- [Work required]: From the line below that contains "empresa alvo e um" to the line that contains "está tentando agir.", repeat every line exactly, both ends included, and nothing else.

(Collected data entries)

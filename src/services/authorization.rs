// src/services/authorization.rs

//! Regras de quem pode mexer em um feedback.
//!
//! Três papéis importam: o autor do feedback, um membro da empresa alvo e um
//! membro da empresa administradora da plataforma (`ADMIN_COMPANY_ID`).
//! As comparações são feitas sobre ids tipados; um id ausente nunca casa.

use std::str::FromStr;

use crate::models::{
    auth::{Claims, User},
    feedback::Feedback,
    EntityId, ADMIN_COMPANY_ID,
};

/// Quem está tentando agir.
#[derive(Debug, Clone, Copy, PartialEq, Eq)]
pub struct Actor {
    pub user_id: EntityId,
    pub company_id: Option<EntityId>,
}

impl Actor {
    fn is_platform_admin(&self) -> bool {
        self.company_id == Some(ADMIN_COMPANY_ID)
    }

    fn belongs_to(&self, company_id: EntityId) -> bool {
        self.company_id == Some(company_id)
    }
}

// A empresa vem do token (já assinado por nós)
impl From<&Claims> for Actor {
    fn from(claims: &Claims) -> Self {
        Self {
            user_id: claims.user_id,
            company_id: claims.company_id,
        }
    }
}

// A empresa vem do cadastro atual do usuário
impl From<&User> for Actor {
    fn from(user: &User) -> Self {
        Self {
            user_id: user.id,
            company_id: user.company_id,
        }
    }
}

/// Dono e empresa alvo do feedback.
#[derive(Debug, Clone, Copy, PartialEq, Eq)]
pub struct FeedbackOwnership {
    pub owner_user_id: EntityId,
    pub target_company_id: EntityId,
}

impl From<&Feedback> for FeedbackOwnership {
    fn from(feedback: &Feedback) -> Self {
        Self {
            owner_user_id: feedback.user_id,
            target_company_id: feedback.company_id,
        }
    }
}

/// Quem pode usar o PUT completo de feedback.
#[derive(Debug, Clone, Copy, Default, PartialEq, Eq)]
pub enum FeedbackUpdatePolicy {
    /// Qualquer um, sem token.
    #[default]
    Open,
    /// Exige token e as mesmas regras da troca de status.
    Restricted,
}

impl FromStr for FeedbackUpdatePolicy {
    type Err = String;

    fn from_str(s: &str) -> Result<Self, Self::Err> {
        match s.trim().to_ascii_lowercase().as_str() {
            "open" => Ok(Self::Open),
            "restricted" => Ok(Self::Restricted),
            other => Err(format!("política desconhecida '{}' (use open ou restricted)", other)),
        }
    }
}

#[derive(Debug, Clone, Copy, Default, PartialEq, Eq)]
pub struct AuthorizationPolicy {
    pub feedback_update: FeedbackUpdatePolicy,
    /// Membros da empresa administradora também podem responder a qualquer feedback.
    pub admin_may_reply: bool,
}

/// Autor, membro da empresa alvo ou administrador da plataforma.
pub fn can_change_status(actor: &Actor, feedback: &FeedbackOwnership) -> bool {
    actor.user_id == feedback.owner_user_id
        || actor.belongs_to(feedback.target_company_id)
        || actor.is_platform_admin()
}

/// Autor ou membro da empresa alvo. O `actor` deve ser montado a partir do
/// cadastro do usuário (`From<&User>`), não das claims.
pub fn can_reply(actor: &Actor, feedback: &FeedbackOwnership, policy: &AuthorizationPolicy) -> bool {
    actor.user_id == feedback.owner_user_id
        || actor.belongs_to(feedback.target_company_id)
        || (policy.admin_may_reply && actor.is_platform_admin())
}
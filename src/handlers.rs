pub mod auth;
pub mod crud;
pub mod feedback;
pub mod replies;
pub mod users;
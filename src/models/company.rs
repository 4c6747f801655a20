// src/models/company.rs

use chrono::{DateTime, Utc};
use serde::{Deserialize, Serialize};
use sqlx::FromRow;
use utoipa::ToSchema;
use validator::Validate;

use super::{not_blank, EntityId};

// A empresa que recebe os feedbacks
#[derive(Debug, Clone, Serialize, Deserialize, FromRow, ToSchema)]
#[serde(rename_all = "camelCase")]
pub struct Company {
    #[schema(example = 2)]
    pub id: EntityId,

    #[schema(example = "Padaria Central")]
    pub name: String,

    #[schema(example = "contato@padariacentral.com")]
    pub email: String,

    #[schema(example = "12.345.678/0001-99")]
    pub cnpj: String,

    pub created_at: DateTime<Utc>,
    pub updated_at: DateTime<Utc>,
}

#[derive(Debug, Clone, Default, Deserialize, Validate, ToSchema)]
#[serde(default, rename_all = "camelCase")]
pub struct CompanyPayload {
    #[validate(custom(function = "not_blank"))]
    #[schema(example = "Padaria Central")]
    pub name: String,

    #[validate(custom(function = "not_blank"))]
    #[schema(example = "contato@padariacentral.com")]
    pub email: String,

    #[validate(custom(function = "not_blank"))]
    #[schema(example = "12.345.678/0001-99")]
    pub cnpj: String,
}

- [Finished exercise]:
//! Três papéis importam: o autor do feedback, um membro da empresa alvo e um
//! membro da empresa administradora da plataforma (`ADMIN_COMPANY_ID`).
//! As comparações são feitas sobre ids tipados; um id ausente nunca casa.

use std::str::FromStr;

use crate::models::{
    auth::{Claims, User},
    feedback::Feedback,
    EntityId, ADMIN_COMPANY_ID,
};

/// Quem está tentando agir.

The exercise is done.